I selected visKeeper because it had desktop PC and Windows Mobile versions, and you could sync the database between the two. I could look up, create and edit passwords on my phone when I needed to. When Microsoft dropped Windows Mobile, SFR (the company behind visKeeper) didn't pursue other phones or the successor to Windows Mobile. It may be out of business now -- at least today its Web site doesn't respond. I've lived without the phone version for a couple of years now, sort of miss it, but it hasn't messed me up very much to not have access to my passwords.
One of these days I'll get around to writing a program to convert the visKeeper data to something else, probably Splash Data which has good support for different phones.

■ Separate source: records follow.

use std::{
    sync::{
        Arc,
        atomic::{AtomicBool, AtomicUsize, Ordering},
    },
    thread,
    time::Duration,
};

use sensorhub::{
    DispatchOutcome, HubError, Irq, IrqEvent, IrqMask, Mode, PANIC_BANK, PanicOutcome, Reg,
};
use spin::Mutex;

mod common;

fn handoffs(sim: &hub_sim::SimHub) -> usize {
    sim.frames().iter().filter(|f| f[0] == PANIC_BANK).count()
}

#[test]
fn second_registration_is_rejected() {
    let (hub, _sim) = common::running();
    hub.irq_register(Irq::AccelDataReady, |_: &IrqEvent<'_>| {})
        .unwrap();
    let err = hub
        .irq_register(Irq::AccelDataReady, |_: &IrqEvent<'_>| {})
        .unwrap_err();
    assert!(matches!(err, HubError::AlreadyRegistered(Irq::AccelDataReady)));

    hub.irq_unregister(Irq::AccelDataReady);
    hub.irq_register(Irq::AccelDataReady, |_: &IrqEvent<'_>| {})
        .unwrap();
}

#[test]
fn pending_event_reaches_its_handler_once() {
    let (hub, sim) = common::running();
    let hub_addr = Arc::as_ptr(&hub) as usize;
    let seen = Arc::new(Mutex::new(Vec::new()));

    let log = seen.clone();
    hub.irq_register(Irq::AccelDataReady, move |event: &IrqEvent<'_>| {
        let data = event.hub.read(Reg::AccelX).unwrap();
        log.lock()
            .push((event.irq, event.hub as *const _ as usize, data));
    })
    .unwrap();
    let alarms = Arc::new(AtomicUsize::new(0));
    let count = alarms.clone();
    hub.irq_register(Irq::ApAlarmExpired, move |_: &IrqEvent<'_>| {
        count.fetch_add(1, Ordering::SeqCst);
    })
    .unwrap();

    sim.set_register(Reg::AccelX, &[1, 2, 3, 4]);
    sim.raise(Irq::AccelDataReady);
    assert_eq!(hub.handle_interrupt().unwrap(), DispatchOutcome::Dispatched(1));
    {
        let seen = seen.lock();
        assert_eq!(seen.len(), 1);
        assert_eq!(seen[0], (Irq::AccelDataReady, hub_addr, vec![1, 2, 3, 4]));
    }
    assert_eq!(alarms.load(Ordering::SeqCst), 0);

    sim.raise(Irq::AccelDataReady);
    sim.raise(Irq::ApAlarmExpired);
    assert_eq!(hub.handle_interrupt().unwrap(), DispatchOutcome::Dispatched(2));
    assert_eq!(seen.lock().len(), 2);
    assert_eq!(alarms.load(Ordering::SeqCst), 1);
    assert_eq!(handoffs(&sim), 0);
}

#[test]
fn unexplained_interrupt_checks_for_panic_once() {
    let (hub, sim) = common::running();
    sim.raise(Irq::GyroDataReady);

    let outcome = hub.handle_interrupt().unwrap();
    assert_eq!(outcome, DispatchOutcome::PanicCheck(PanicOutcome::NotConfirmed));
    assert_eq!(handoffs(&sim), 1);

    // false alarm: nothing was reset or reloaded
    assert_eq!(sim.resets(), 0);
    assert_eq!(sim.firmware_loads(), 0);
    assert_eq!(hub.mode(), Mode::Normal);

    let unknown = IrqMask::from_bits_retain(1 << 12);
    assert_eq!(
        hub.dispatch_all(unknown),
        DispatchOutcome::PanicCheck(PanicOutcome::NotConfirmed)
    );
    assert_eq!(handoffs(&sim), 2);
}

#[test]
fn enable_state_is_written_with_the_event_bit_as_mask() {
    let (hub, sim) = common::running();
    hub.irq_enable(Irq::AccelDataReady).unwrap();
    hub.irq_enable(Irq::GyroDataReady).unwrap();
    hub.irq_enable(Irq::ApAlarmExpired).unwrap();
    assert_eq!(sim.register(Reg::GeneralInterrupt0Enable), [0b11]);
    assert_eq!(sim.register(Reg::GeneralInterrupt1Enable), [0b1]);

    hub.irq_disable(Irq::AccelDataReady).unwrap();
    assert_eq!(sim.register(Reg::GeneralInterrupt0Enable), [0b10]);
    assert!(!hub.irq_is_enabled(Irq::AccelDataReady));
    assert!(hub.irq_is_enabled(Irq::GyroDataReady));
    assert_eq!(
        hub.irq_table().enabled_mask(),
        IrqMask::GYRO_DATA_READY | IrqMask::AP_ALARM_EXPIRED
    );
}

#[test]
fn enabling_twice_leaves_the_hub_unchanged() {
    let (hub, sim) = common::running();
    hub.irq_enable(Irq::CompassDataReady).unwrap();
    let once = sim.register(Reg::GeneralInterrupt0Enable);
    hub.irq_enable(Irq::CompassDataReady).unwrap();
    assert_eq!(sim.register(Reg::GeneralInterrupt0Enable), once);
    assert!(hub.irq_is_enabled(Irq::CompassDataReady));
    assert_eq!(hub.irq_table().enabled_mask(), IrqMask::COMPASS_DATA_READY);
}

#[test]
fn enable_table_matches_hub_under_contention() {
    let (hub, sim) = common::running();
    sim.set_transfer_delay(Duration::from_micros(50));

    let mut workers = Vec::new();
    for (n, irq) in [Irq::AccelDataReady, Irq::AccelDataReady, Irq::GyroDataReady]
        .into_iter()
        .enumerate()
    {
        let hub = hub.clone();
        workers.push(thread::spawn(move || {
            for i in 0..200 {
                if (i + n) % 2 == 0 {
                    hub.irq_enable(irq).unwrap();
                } else {
                    hub.irq_disable(irq).unwrap();
                }
            }
        }));
    }
    // the post-recovery rewrite races the clients
    let restorer = {
        let hub = hub.clone();
        thread::spawn(move || {
            for _ in 0..100 {
                hub.irq_table().restore(hub.broker()).unwrap();
            }
        })
    };
    for w in workers {
        w.join().unwrap();
    }
    restorer.join().unwrap();

    let mask = hub.irq_table().enabled_mask();
    assert_eq!(sim.register(Reg::GeneralInterrupt0Enable), [mask.register_byte(0)]);
    assert_eq!(sim.register(Reg::GeneralInterrupt1Enable), [mask.register_byte(1)]);
    assert_eq!(sim.overlaps(), 0);
}

#[test]
fn status_read_fault_goes_to_panic_check() {
    // a NACK from a panicked hub leads to recovery
    let (hub, sim) = common::running();
    sim.trigger_panic();
    sim.inject_nacks(1);
    assert_eq!(
        hub.handle_interrupt().unwrap(),
        DispatchOutcome::PanicCheck(PanicOutcome::Recovered)
    );
    assert_eq!(handoffs(&sim), 1);
    assert_eq!(sim.firmware_loads(), 1);

    // a short status read from a healthy hub is a false alarm
    let (hub, sim) = common::running();
    sim.inject_short_transfers(1);
    assert_eq!(
        hub.handle_interrupt().unwrap(),
        DispatchOutcome::PanicCheck(PanicOutcome::NotConfirmed)
    );
    assert_eq!(handoffs(&sim), 1);
    assert_eq!(sim.firmware_loads(), 0);
    assert_eq!(hub.mode(), Mode::Normal);
}

#[test]
fn unregister_waits_for_running_handler() {
    let (hub, sim) = common::running();
    let entered = Arc::new(AtomicBool::new(false));
    let finished = Arc::new(AtomicBool::new(false));

    let (e, f) = (entered.clone(), finished.clone());
    hub.irq_register(Irq::PedometerDataReady, move |_: &IrqEvent<'_>| {
        e.store(true, Ordering::SeqCst);
        thread::sleep(Duration::from_millis(50));
        f.store(true, Ordering::SeqCst);
    })
    .unwrap();

    sim.raise(Irq::PedometerDataReady);
    let worker = {
        let hub = hub.clone();
        thread::spawn(move || hub.handle_interrupt().unwrap())
    };
    while !entered.load(Ordering::SeqCst) {
        thread::yield_now();
    }

    hub.irq_unregister(Irq::PedometerDataReady);
    assert!(finished.load(Ordering::SeqCst));
    assert_eq!(worker.join().unwrap(), DispatchOutcome::Dispatched(1));

    sim.raise(Irq::PedometerDataReady);
    assert!(matches!(
        hub.handle_interrupt().unwrap(),
        DispatchOutcome::PanicCheck(_)
    ));
}

#[test]
fn handler_can_remove_itself() {
    let (hub, sim) = common::running();
    let calls = Arc::new(AtomicUsize::new(0));
    let count = calls.clone();
    hub.irq_register(Irq::ActivityChange, move |event: &IrqEvent<'_>| {
        count.fetch_add(1, Ordering::SeqCst);
        event.unregister_self();
    })
    .unwrap();

    sim.raise(Irq::ActivityChange);
    assert_eq!(hub.handle_interrupt().unwrap(), DispatchOutcome::Dispatched(1));
    assert!(!hub.irq_table().is_registered(Irq::ActivityChange));

    sim.raise(Irq::ActivityChange);
    hub.handle_interrupt().unwrap();
    assert_eq!(calls.load(Ordering::SeqCst), 1);
}

#[test]
fn interrupt_before_bring_up_is_refused() {
    let (hub, sim) = common::probed();
    let err = hub.handle_interrupt().unwrap_err();
    assert!(matches!(err, HubError::NotInitialized));
    assert_eq!(sim.transfers(), 0);
}

#[test]
fn worker_drains_queued_interrupts() {
    let (hub, sim) = common::running();
    let calls = Arc::new(AtomicUsize::new(0));
    let count = calls.clone();
    hub.irq_register(Irq::LightSensorDataReady, move |_: &IrqEvent<'_>| {
        count.fetch_add(1, Ordering::SeqCst);
    })
    .unwrap();

    let worker = {
        let hub = hub.clone();
        thread::spawn(move || {
            spin_on::spin_on(hub.irq_work().wait());
            hub.process_work()
        })
    };

    sim.raise(Irq::LightSensorDataReady);
    hub.irq_work().raise();

    assert_eq!(worker.join().unwrap(), 1);
    assert_eq!(calls.load(Ordering::SeqCst), 1);
    assert!(hub.irq_work().is_empty());
}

The incident which pushed me to this extreme happened a few years ago. I had a login issue with a financial services Web site. I was only using my main password in a dozen or so places that I commonly visited, including this one. When the system administrator who was helping me said 'Can I verify that your password is ….?,' I was shocked. I considered that a compromise of every use of that password. It's also a terrible idea for systems to be designed so that anyone, regardless of privileges, can access your literal password. But you know systems designed like that are out there, so I decided I wouldn't use my master password anywhere else than on my computer, and I would use long random passwords everywhere else.
-Rick
LastPass.
It's my solution on my PCs, work, home and all my mobile devices (available for the $1 per month subscription).
I create one master password for LastPass, and then it will generate pseudo-random passwords for all my Web sites, none the same. It also will import the passwords you already have on your system, secure them, and has quite a few other tools to help you change those passwords to make them secure. Even Wi-Fi keys and other secure data can be stored in LastPass.
I probably sound like an advertisement for the software, but I love it that much. It's my desert island app.
-Kevin
Shhh, I write them down on a sticky note under the keyboard ;) Just kidding, of course. I use Password Safe.